When donkeys fly? Come September, they will! - Hawaii News Now - KGMB and KHNL

When donkeys fly? Come September, they will!

By Teri Okita – bio | email

WAIKOLOA (HawaiiNewsNow) - You've heard the saying, "When pigs fly"? How about when donkeys fly?!

For decades, residents on the west side of the Big Island have dealt with a growing feral donkey problem. In the last few years, particularly, overpopulation and drought have led to a wide variety of nuisance issues. For many in Waikoloa, the beasts of burden have become just that - a burden.

In their search for food and water, hundreds of wild donkeys have trashed landscapes, broken fences, and simply roamed too close for comfort. But now, experts have come up with an interesting solution that's never been tried before. A plan is in place to fly a planeload of them to a Southern California ranch in the Tehachapi mountains.

Mark Meyers, executive director at Peaceful Valley Donkey Rescue says, "I've put them on trailers. I've put them on train cars. I've put them on double-decker trailers. I've put them pretty much everyone except for planes, so I'm kind of curious myself."

The Texas-based donkey rescue has teamed up with Waimea veterinarian Brady Bergin to help solve the growing problem - without the animals being hunted, sold, or consumed. They're rounding up about 100 donkeys and on September 16th, they'll be on a one-way flight to Los Angeles. September's flight will be the first time donkeys have ever been exported "from" Hawaii.

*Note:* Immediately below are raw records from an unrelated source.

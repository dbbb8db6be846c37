//! Live dashboard controller for the video event-detection service.

pub mod api;
pub mod console;
pub mod control;
pub mod core;
pub mod media;
pub mod mode;
pub mod reconciler;
pub mod sources;
pub mod view;
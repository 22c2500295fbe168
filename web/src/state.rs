use leptos::prelude::*;
use leptos::task::spawn_local;
use shared_types::{Appointment, AppointmentStatus, Article};

use crate::server::{fetch_appointments, fetch_articles};

/// App-wide reactive state, provided once at the router root. The
/// database stays the source of truth; after any mutation the relevant
/// collection is refetched rather than patched locally.
#[derive(Clone, Copy)]
pub struct SiteState {
    pub articles: RwSignal<Vec<Article>>,
    pub appointments: RwSignal<Vec<Appointment>>,
    pub is_admin: RwSignal<bool>,
}

impl SiteState {
    pub fn new() -> Self {
        Self {
            articles: RwSignal::new(Vec::new()),
            appointments: RwSignal::new(Vec::new()),
            is_admin: RwSignal::new(false),
        }
    }

    pub fn refresh_articles(&self) {
        let articles = self.articles;
        spawn_local(async move {
            match fetch_articles().await {
                Ok(list) => articles.set(list),
                Err(e) => leptos::logging::log!("Failed to load articles: {}", e),
            }
        });
    }

    pub fn refresh_appointments(&self) {
        let appointments = self.appointments;
        spawn_local(async move {
            match fetch_appointments().await {
                Ok(list) => appointments.set(list),
                Err(e) => leptos::logging::log!("Failed to load appointments: {}", e),
            }
        });
    }

    /// Appointments still awaiting follow-up, shown as the header badge.
    pub fn pending_count(&self) -> usize {
        self.appointments
            .get()
            .iter()
            .filter(|a| a.status == AppointmentStatus::Pending)
            .count()
    }
}

pub fn use_site_state() -> SiteState {
    expect_context::<SiteState>()
}
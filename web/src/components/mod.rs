pub mod auth_guard;
pub mod booking_calendar;
pub mod disclaimer;
pub mod navbar;
pub mod slot_grid;

// Re-export commonly used types
pub use auth_guard::AdminAuthGuard;
pub use booking_calendar::BookingCalendar;
pub use disclaimer::DisclaimerGate;
pub use navbar::Navbar;
pub use slot_grid::SlotGrid;
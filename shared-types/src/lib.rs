use std::fmt;

use serde::{Deserialize, Serialize};

/// Legal practice areas an article can be filed under. The set is closed
/// for the editor dropdown, but `Other` keeps free-text categories from
/// older records readable.
#[derive(Debug, Serialize, Deserialize, Clone, PartialEq, Eq)]
#[serde(from = "String", into = "String")]
pub enum Category {
    Criminal,
    Family,
    Civil,
    General,
    Other(String),
}

impl Category {
    pub const LABELS: [&'static str; 4] = [
        "Criminal Law",
        "Family Matters",
        "Civil Litigation",
        "General",
    ];

    pub fn label(&self) -> &str {
        match self {
            Category::Criminal => "Criminal Law",
            Category::Family => "Family Matters",
            Category::Civil => "Civil Litigation",
            Category::General => "General",
            Category::Other(s) => s,
        }
    }
}

impl From<String> for Category {
    fn from(value: String) -> Self {
        match value.as_str() {
            "Criminal Law" => Category::Criminal,
            "Family Matters" => Category::Family,
            "Civil Litigation" => Category::Civil,
            "General" => Category::General,
            _ => Category::Other(value),
        }
    }
}

impl From<Category> for String {
    fn from(value: Category) -> Self {
        value.label().to_string()
    }
}

impl fmt::Display for Category {
    fn fmt(&self, f: &mut fmt::Formatter<'_>) -> fmt::Result {
        f.write_str(self.label())
    }
}

#[derive(Debug, Serialize, Deserialize, Clone, PartialEq)]
pub struct Article {
    pub id: i64,
    pub title: String,
    pub excerpt: String,
    pub content: String,
    pub category: Category,
    /// Display date shown on the card, e.g. "March 12, 2025".
    pub date: String,
    pub image_url: String,
    pub is_featured: bool,
}

#[derive(Debug, Serialize, Deserialize, Clone, Copy, PartialEq, Eq)]
pub enum AppointmentStatus {
    Pending,
    #[serde(rename = "Followed Up")]
    FollowedUp,
}

impl AppointmentStatus {
    /// Stored column value ("Pending" / "Followed Up").
    pub fn as_str(&self) -> &'static str {
        match self {
            AppointmentStatus::Pending => "Pending",
            AppointmentStatus::FollowedUp => "Followed Up",
        }
    }

    pub fn parse(value: &str) -> Option<Self> {
        match value {
            "Pending" => Some(AppointmentStatus::Pending),
            "Followed Up" => Some(AppointmentStatus::FollowedUp),
            _ => None,
        }
    }

    /// Pending ⇄ Followed Up; there are no other states.
    pub fn toggled(&self) -> Self {
        match self {
            AppointmentStatus::Pending => AppointmentStatus::FollowedUp,
            AppointmentStatus::FollowedUp => AppointmentStatus::Pending,
        }
    }
}

impl fmt::Display for AppointmentStatus {
    fn fmt(&self, f: &mut fmt::Formatter<'_>) -> fmt::Result {
        f.write_str(self.as_str())
    }
}

#[derive(Debug, Serialize, Deserialize, Clone, PartialEq)]
pub struct Appointment {
    pub id: i64,
    pub name: String,
    pub phone: String,
    pub purpose: String,
    /// Original submission timestamp (RFC 3339).
    pub created_at: String,
    /// YYYY-MM-DD
    pub booked_date: String,
    /// HH:MM start of a 30-minute slot.
    pub booked_slot: String,
    pub status: AppointmentStatus,
}

/// Fields of the booking form; the server assigns id, timestamp and the
/// initial Pending status.
#[derive(Debug, Serialize, Deserialize, Clone, PartialEq)]
pub struct NewAppointment {
    pub name: String,
    pub phone: String,
    pub purpose: String,
    pub booked_date: String,
    pub booked_slot: String,
}

/// Fields of the article editor; the server assigns the id.
#[derive(Debug, Serialize, Deserialize, Clone, PartialEq)]
pub struct ArticleDraft {
    pub title: String,
    pub excerpt: String,
    pub content: String,
    pub category: Category,
    pub date: String,
    pub image_url: String,
    pub is_featured: bool,
}

/// A static entry on the achievements timeline.
#[derive(Debug, Clone, Copy, PartialEq, Eq)]
pub struct Milestone {
    pub year: &'static str,
    pub title: &'static str,
    pub description: &'static str,
    pub icon: &'static str,
    pub badge: &'static str,
}

#[cfg(test)]
mod tests {
    use super::*;

    #[test]
    fn status_toggle_is_reversible() {
        let s = AppointmentStatus::Pending;
        assert_eq!(s.toggled(), AppointmentStatus::FollowedUp);
        assert_eq!(s.toggled().toggled(), AppointmentStatus::Pending);
    }

    #[test]
    fn status_serializes_to_stored_labels() {
        let json = serde_json::to_string(&AppointmentStatus::FollowedUp).unwrap();
        assert_eq!(json, "\"Followed Up\"");
        let back: AppointmentStatus = serde_json::from_str(&json).unwrap();
        assert_eq!(back, AppointmentStatus::FollowedUp);
        assert_eq!(AppointmentStatus::parse("Pending"), Some(AppointmentStatus::Pending));
        assert_eq!(AppointmentStatus::parse("cancelled"), None);
    }

    #[test]
    fn category_round_trips_known_and_free_text() {
        let c: Category = serde_json::from_str("\"Family Matters\"").unwrap();
        assert_eq!(c, Category::Family);
        let free: Category = serde_json::from_str("\"Property Disputes\"").unwrap();
        assert_eq!(free, Category::Other("Property Disputes".to_string()));
        assert_eq!(serde_json::to_string(&free).unwrap(), "\"Property Disputes\"");
    }
}
pub mod pool;
pub mod repository;
use leptos::prelude::*;
use leptos::server;
use serde::{Deserialize, Serialize};
use shared_types::{Appointment, AppointmentStatus, Article, ArticleDraft, NewAppointment};

#[cfg(feature = "ssr")]
use crate::db::repository::{self, DbError};

#[derive(Debug, Clone, Serialize, Deserialize)]
pub struct LoginData {
    pub email: String,
    pub password: String,
}

#[derive(Debug, Clone, Serialize, Deserialize)]
pub struct AuthResponse {
    pub success: bool,
    pub token: Option<String>,
    pub error: Option<String>,
}

/// What became of a booking attempt. A taken slot is an expected
/// outcome, not a transport failure, so it travels in the Ok arm.
#[derive(Debug, Clone, Copy, Serialize, Deserialize, PartialEq, Eq)]
pub enum BookingOutcome {
    Booked,
    SlotTaken,
}

/// Rejects the call unless `token` is a valid admin JWT.
#[cfg(feature = "ssr")]
fn require_admin(token: &str) -> Result<(), ServerFnError> {
    let claims = crate::utils::auth::verify_token(token)
        .map_err(|_| ServerFnError::new("Unauthorized".to_string()))?;

    if claims.role != "admin" {
        return Err(ServerFnError::new("Unauthorized".to_string()));
    }

    Ok(())
}

// ---- articles ----

#[server]
pub async fn fetch_articles() -> Result<Vec<Article>, ServerFnError> {
    match repository::list_articles().await {
        Ok(articles) => Ok(articles),
        Err(e) => Err(ServerFnError::new(format!("Database error: {}", e))),
    }
}

#[server]
pub async fn create_article(token: String, draft: ArticleDraft) -> Result<(), ServerFnError> {
    require_admin(&token)?;

    if draft.title.trim().is_empty() || draft.content.trim().is_empty() {
        return Err(ServerFnError::new("Title and content are required".to_string()));
    }

    match repository::insert_article(&draft).await {
        Ok(()) => Ok(()),
        Err(e) => Err(ServerFnError::new(format!("Database error: {}", e))),
    }
}

#[server]
pub async fn update_article(token: String, article: Article) -> Result<(), ServerFnError> {
    require_admin(&token)?;

    if article.title.trim().is_empty() || article.content.trim().is_empty() {
        return Err(ServerFnError::new("Title and content are required".to_string()));
    }

    match repository::update_article(&article).await {
        Ok(()) => Ok(()),
        Err(e) => Err(ServerFnError::new(format!("Database error: {}", e))),
    }
}

#[server]
pub async fn delete_article(token: String, id: i64) -> Result<(), ServerFnError> {
    require_admin(&token)?;

    match repository::delete_article(id).await {
        Ok(()) => Ok(()),
        Err(e) => Err(ServerFnError::new(format!("Database error: {}", e))),
    }
}

// ---- appointments ----

#[server]
pub async fn fetch_appointments() -> Result<Vec<Appointment>, ServerFnError> {
    match repository::list_appointments().await {
        Ok(appointments) => Ok(appointments),
        Err(e) => Err(ServerFnError::new(format!("Database error: {}", e))),
    }
}

#[server]
pub async fn create_appointment(request: NewAppointment) -> Result<BookingOutcome, ServerFnError> {
    if request.name.trim().is_empty()
        || request.phone.trim().is_empty()
        || request.booked_date.is_empty()
        || request.booked_slot.is_empty()
    {
        return Err(ServerFnError::new("All booking fields are required".to_string()));
    }

    if !crate::schedule::ALL_SLOTS.contains(&request.booked_slot.as_str()) {
        return Err(ServerFnError::new("Unknown consultation slot".to_string()));
    }

    match repository::insert_appointment(&request).await {
        Ok(()) => Ok(BookingOutcome::Booked),
        Err(DbError::SlotTaken) => Ok(BookingOutcome::SlotTaken),
        Err(DbError::InvalidDate(d)) => {
            Err(ServerFnError::new(format!("Invalid booking date: {}", d)))
        }
        Err(e) => Err(ServerFnError::new(format!("Database error: {}", e))),
    }
}

#[server]
pub async fn update_appointment_status(
    token: String,
    id: i64,
    status: AppointmentStatus,
) -> Result<(), ServerFnError> {
    require_admin(&token)?;

    match repository::update_appointment_status(id, status).await {
        Ok(()) => Ok(()),
        Err(e) => Err(ServerFnError::new(format!("Database error: {}", e))),
    }
}

#[server]
pub async fn delete_appointment(token: String, id: i64) -> Result<(), ServerFnError> {
    require_admin(&token)?;

    match repository::delete_appointment(id).await {
        Ok(()) => Ok(()),
        Err(e) => Err(ServerFnError::new(format!("Database error: {}", e))),
    }
}

// ---- auth ----

#[server]
pub async fn login_admin(login_data: LoginData) -> Result<AuthResponse, ServerFnError> {
    let denied = AuthResponse {
        success: false,
        token: None,
        error: Some("Invalid email or password".to_string()),
    };

    let account = match repository::find_admin_by_email(&login_data.email).await {
        Ok(Some(account)) => account,
        Ok(None) => return Ok(denied),
        Err(e) => {
            tracing::error!("admin lookup failed: {}", e);
            return Err(ServerFnError::new("Database error".to_string()));
        }
    };

    let valid = bcrypt::verify(&login_data.password, &account.password_hash).unwrap_or(false);
    if !valid {
        return Ok(denied);
    }

    match crate::utils::auth::issue_token(&account.email) {
        Ok(token) => Ok(AuthResponse {
            success: true,
            token: Some(token),
            error: None,
        }),
        Err(e) => {
            tracing::error!("token signing failed: {}", e);
            Err(ServerFnError::new("Could not create session".to_string()))
        }
    }
}
#![recursion_limit = "512"]

pub mod app;
pub mod components;
pub mod db;
pub mod schedule;
pub mod server;
pub mod state;
pub mod utils;
pub mod views;

#[cfg(feature = "hydrate")]
#[wasm_bindgen::prelude::wasm_bindgen]
pub fn hydrate() {
    use crate::app::*;
    console_error_panic_hook::set_once();
    leptos::mount::hydrate_body(App);
}
use chrono::{Datelike, Local, NaiveDate};
use shared_types::Appointment;

/// The fixed daily consultation grid: a morning session, a lunch gap,
/// then an afternoon session. Every appointment blocks one 30-minute
/// slot, keyed by its HH:MM start time.
pub const ALL_SLOTS: [&str; 14] = [
    "10:00", "10:30", "11:00", "11:30", "12:00", "12:30",
    "14:00", "14:30", "15:00", "15:30", "16:00", "16:30", "17:00", "17:30",
];

pub const DAYS_OF_WEEK: [&str; 7] = ["Sun", "Mon", "Tue", "Wed", "Thu", "Fri", "Sat"];

pub const MONTHS: [&str; 12] = [
    "January", "February", "March", "April", "May", "June",
    "July", "August", "September", "October", "November", "December",
];

/// Slots already booked on `date` (YYYY-MM-DD), derived from the full
/// appointment collection. Pure; callers recompute whenever the selected
/// date or the collection changes.
pub fn occupied_slots(appointments: &[Appointment], date: &str) -> Vec<String> {
    if date.is_empty() {
        return Vec::new();
    }
    appointments
        .iter()
        .filter(|a| a.booked_date == date)
        .map(|a| a.booked_slot.clone())
        .collect()
}

/// Today with the time-of-day zeroed; dates strictly before this are not
/// selectable in the booking calendar.
pub fn today() -> NaiveDate {
    Local::now().date_naive()
}

/// Whether a calendar date can be picked. Today itself stays open.
pub fn is_selectable(date: NaiveDate, today: NaiveDate) -> bool {
    date >= today
}

/// Advisory pre-submit guard: true when the chosen slot already appears
/// in the locally cached occupied set, so the form can reject the
/// submission before any round trip. The database constraint remains
/// the final arbiter.
pub fn slot_locally_taken(occupied: &[String], slot: &str) -> bool {
    !slot.is_empty() && occupied.iter().any(|s| s == slot)
}

/// Cells of the month grid: leading `None` blanks for the weekday offset
/// of the 1st (Sunday-first week), then one entry per day of the month.
pub fn month_cells(year: i32, month: u32) -> Vec<Option<NaiveDate>> {
    let first = match NaiveDate::from_ymd_opt(year, month, 1) {
        Some(d) => d,
        None => return Vec::new(),
    };

    let mut cells: Vec<Option<NaiveDate>> = Vec::with_capacity(37);
    for _ in 0..first.weekday().num_days_from_sunday() {
        cells.push(None);
    }
    for day in 1..=days_in_month(year, month) {
        cells.push(NaiveDate::from_ymd_opt(year, month, day));
    }
    cells
}

/// Move the displayed month by `offset` months, rolling over year
/// boundaries in both directions.
pub fn step_month(year: i32, month: u32, offset: i32) -> (i32, u32) {
    let total = year * 12 + month as i32 - 1 + offset;
    (total.div_euclid(12), (total.rem_euclid(12) + 1) as u32)
}

pub fn days_in_month(year: i32, month: u32) -> u32 {
    let (next_year, next_month) = step_month(year, month, 1);
    NaiveDate::from_ymd_opt(next_year, next_month, 1)
        .and_then(|d| d.pred_opt())
        .map(|d| d.day())
        .unwrap_or(30)
}

pub fn month_name(month: u32) -> &'static str {
    MONTHS.get(month as usize - 1).copied().unwrap_or("Unknown")
}

/// Canonical YYYY-MM-DD form used for storage and equality checks.
pub fn date_key(date: NaiveDate) -> String {
    date.format("%Y-%m-%d").to_string()
}

/// Human form shown on the date button, e.g. "Wed, March 4, 2026".
pub fn format_display_date(date_key: &str) -> String {
    match NaiveDate::parse_from_str(date_key, "%Y-%m-%d") {
        Ok(d) => d.format("%a, %B %-d, %Y").to_string(),
        Err(_) => date_key.to_string(),
    }
}

#[cfg(test)]
mod tests {
    use super::*;
    use shared_types::AppointmentStatus;

    fn appt(date: &str, slot: &str) -> Appointment {
        Appointment {
            id: 0,
            name: "Test Client".to_string(),
            phone: "9080000000".to_string(),
            purpose: String::new(),
            created_at: "2026-01-01T00:00:00Z".to_string(),
            booked_date: date.to_string(),
            booked_slot: slot.to_string(),
            status: AppointmentStatus::Pending,
        }
    }

    #[test]
    fn slot_grid_has_two_sessions_with_lunch_gap() {
        assert_eq!(ALL_SLOTS.len(), 14);
        assert_eq!(ALL_SLOTS[0], "10:00");
        assert_eq!(ALL_SLOTS[5], "12:30");
        assert_eq!(ALL_SLOTS[6], "14:00");
        assert_eq!(ALL_SLOTS[13], "17:30");
        assert!(!ALL_SLOTS.contains(&"13:00"));
        assert!(!ALL_SLOTS.contains(&"13:30"));
    }

    #[test]
    fn occupied_slots_matches_only_the_target_date() {
        let appointments = vec![
            appt("2026-03-02", "10:00"),
            appt("2026-03-02", "15:30"),
            appt("2026-03-03", "10:00"),
        ];
        let mut occupied = occupied_slots(&appointments, "2026-03-02");
        occupied.sort();
        assert_eq!(occupied, vec!["10:00", "15:30"]);
        assert!(occupied_slots(&appointments, "2026-03-04").is_empty());
        assert!(occupied_slots(&appointments, "").is_empty());
    }

    #[test]
    fn month_cells_offsets_to_first_weekday() {
        // June 2025 starts on a Sunday: no leading blanks, 30 days.
        let june = month_cells(2025, 6);
        assert_eq!(june.len(), 30);
        assert_eq!(june[0], NaiveDate::from_ymd_opt(2025, 6, 1));

        // March 2026 starts on a Sunday too; check a Thursday start instead.
        // January 2026 starts on a Thursday: 4 leading blanks, 31 days.
        let january = month_cells(2026, 1);
        assert_eq!(january.len(), 4 + 31);
        assert!(january[..4].iter().all(Option::is_none));
        assert_eq!(january[4], NaiveDate::from_ymd_opt(2026, 1, 1));
    }

    #[test]
    fn month_step_rolls_over_year_boundaries() {
        assert_eq!(step_month(2026, 1, -1), (2025, 12));
        assert_eq!(step_month(2025, 12, 1), (2026, 1));
        assert_eq!(step_month(2026, 6, -18), (2024, 12));
        assert_eq!(step_month(2026, 6, 7), (2027, 1));
    }

    #[test]
    fn february_leap_years() {
        assert_eq!(days_in_month(2024, 2), 29);
        assert_eq!(days_in_month(2026, 2), 28);
        assert_eq!(days_in_month(2026, 4), 30);
        assert_eq!(days_in_month(2026, 12), 31);
    }

    #[test]
    fn past_dates_are_not_selectable() {
        let today = NaiveDate::from_ymd_opt(2026, 3, 10).unwrap();
        assert!(!is_selectable(NaiveDate::from_ymd_opt(2026, 3, 9).unwrap(), today));
        assert!(!is_selectable(NaiveDate::from_ymd_opt(2025, 12, 31).unwrap(), today));
        assert!(is_selectable(today, today));
        assert!(is_selectable(NaiveDate::from_ymd_opt(2026, 3, 11).unwrap(), today));
    }

    #[test]
    fn local_occupied_check_catches_taken_slot() {
        let appointments = vec![appt("2026-03-02", "10:00"), appt("2026-03-02", "15:30")];
        let occupied = occupied_slots(&appointments, "2026-03-02");

        assert!(slot_locally_taken(&occupied, "10:00"));
        assert!(slot_locally_taken(&occupied, "15:30"));
        assert!(!slot_locally_taken(&occupied, "10:30"));
        // an unset slot never counts as a clash
        assert!(!slot_locally_taken(&occupied, ""));
    }

    #[test]
    fn date_key_is_zero_padded() {
        let d = NaiveDate::from_ymd_opt(2026, 3, 7).unwrap();
        assert_eq!(date_key(d), "2026-03-07");
    }
}
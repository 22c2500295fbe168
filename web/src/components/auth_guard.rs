use crate::utils::auth::has_admin_session;
use leptos::prelude::*;
use leptos_router::hooks::use_navigate;

/// Hook resolving the admin session after hydration. localStorage is
/// unreachable during SSR, so the guard starts in a loading state.
pub fn use_admin_auth() -> (Signal<bool>, Signal<bool>) {
    let is_authenticated = RwSignal::new(false);
    let is_loading = RwSignal::new(true);

    Effect::new(move |_| {
        is_authenticated.set(has_admin_session());
        is_loading.set(false);
    });

    (is_authenticated.into(), is_loading.into())
}

#[component]
pub fn LoadingState() -> impl IntoView {
    view! {
        <div class="auth-guard-container">
            <div class="auth-guard-content">
                <div class="auth-guard-loading-title">
                    "Verifying access..."
                </div>
                <div class="auth-guard-loading-subtitle">
                    "Please wait while we check your credentials"
                </div>
            </div>
        </div>
    }
}

#[component]
pub fn AccessDeniedState() -> impl IntoView {
    let navigate = use_navigate();

    Effect::new(move |_| {
        navigate("/staff-access", Default::default());
    });

    view! {
        <div class="auth-guard-container">
            <div class="auth-guard-content">
                <div class="auth-guard-denied-title">
                    "Access Denied"
                </div>
                <div class="auth-guard-denied-subtitle">
                    "Redirecting to staff login..."
                </div>
            </div>
        </div>
    }
}

/// Wraps admin-only routes; non-admin visitors are sent to the login page.
#[component]
pub fn AdminAuthGuard(children: ChildrenFn) -> impl IntoView {
    let (is_authenticated, is_loading) = use_admin_auth();

    view! {
        <Show
            when=move || !is_loading.get()
            fallback=move || view! { <LoadingState/> }
        >
            <Show
                when=move || is_authenticated.get()
                fallback=move || view! { <AccessDeniedState/> }
                clone:children
            >
                {children()}
            </Show>
        </Show>
    }
}
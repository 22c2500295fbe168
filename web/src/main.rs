#[cfg(feature = "ssr")]
#[tokio::main]
async fn main() {
    use axum::Router;
    use leptos::logging::log;
    use leptos::prelude::*;
    use leptos_axum::{generate_route_list, LeptosRoutes};
    use tower_http::trace::{DefaultMakeSpan, DefaultOnResponse, TraceLayer};
    use tracing::Level;
    use tracing_subscriber::{layer::SubscriberExt, util::SubscriberInitExt};
    use web::app::*;

    // .env lives at the workspace root; check the parent first in case
    // the server was started from inside web/
    dotenvy::from_filename("../.env")
        .or_else(|_| dotenvy::dotenv())
        .ok();

    // Initialize tracing
    tracing_subscriber::registry()
        .with(
            tracing_subscriber::EnvFilter::try_from_default_env()
                .unwrap_or_else(|_| "info,web=debug".into()),
        )
        .with(tracing_subscriber::fmt::layer())
        .init();

    tracing::info!("Tracing initialized");

    // Initialize database pool
    web::db::pool::init_pool()
        .await
        .expect("Failed to initialize database pool");
    log!("Database pool initialized successfully");

    let conf = get_configuration(None).unwrap();
    let addr = conf.leptos_options.site_addr;
    let leptos_options = conf.leptos_options;
    // Generate the list of routes in your Leptos App
    let routes = generate_route_list(App);

    let app = Router::new()
        .leptos_routes(&leptos_options, routes, {
            let leptos_options = leptos_options.clone();
            move || shell(leptos_options.clone())
        })
        .fallback(leptos_axum::file_and_error_handler(shell))
        .with_state(leptos_options)
        .layer(
            TraceLayer::new_for_http()
                .make_span_with(DefaultMakeSpan::new().level(Level::INFO))
                .on_response(DefaultOnResponse::new().level(Level::INFO)),
        );

    log!("listening on http://{}", &addr);
    let listener = tokio::net::TcpListener::bind(&addr).await.unwrap();
    axum::serve(listener, app.into_make_service())
        .await
        .unwrap();
}

#[cfg(not(feature = "ssr"))]
fn main() {
    // This function is required for the binary target but not used in WASM builds
}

"It is somewhat historic," says Dr. Bergin, adding that they're looking for people to adopt the Kona Nightingales, as the donkeys are commonly referred to. Past efforts to control the population have never been this extensive.

"We're not encouraging people to train these donkeys as pets or domesticate them in any way. We're just looking for a new home for them, basically, to live out their years," says Bergin.

Donkeys were first brought to Honolulu back in the 1820's and then, to Kona as coffee farms developed. But once vehicles became popular, donkeys became obsolete and were left to roam wild. The donkey rescue doesn't think they'll have any problem getting these animals adopted.

Meyers says, "People are funny and they can look at a million donkeys and think, ‘Oh, that'd be cute to have one', but if you say, ‘Oh, it's a Hawaiian donkey', I've got people lined up around the block, thinking that they've got to have one of those."

The rescue group plans to hold an adoption fair in October. The animals are all believed to be descendants of those original donkeys brought here to work the sugarcane and coffee fields.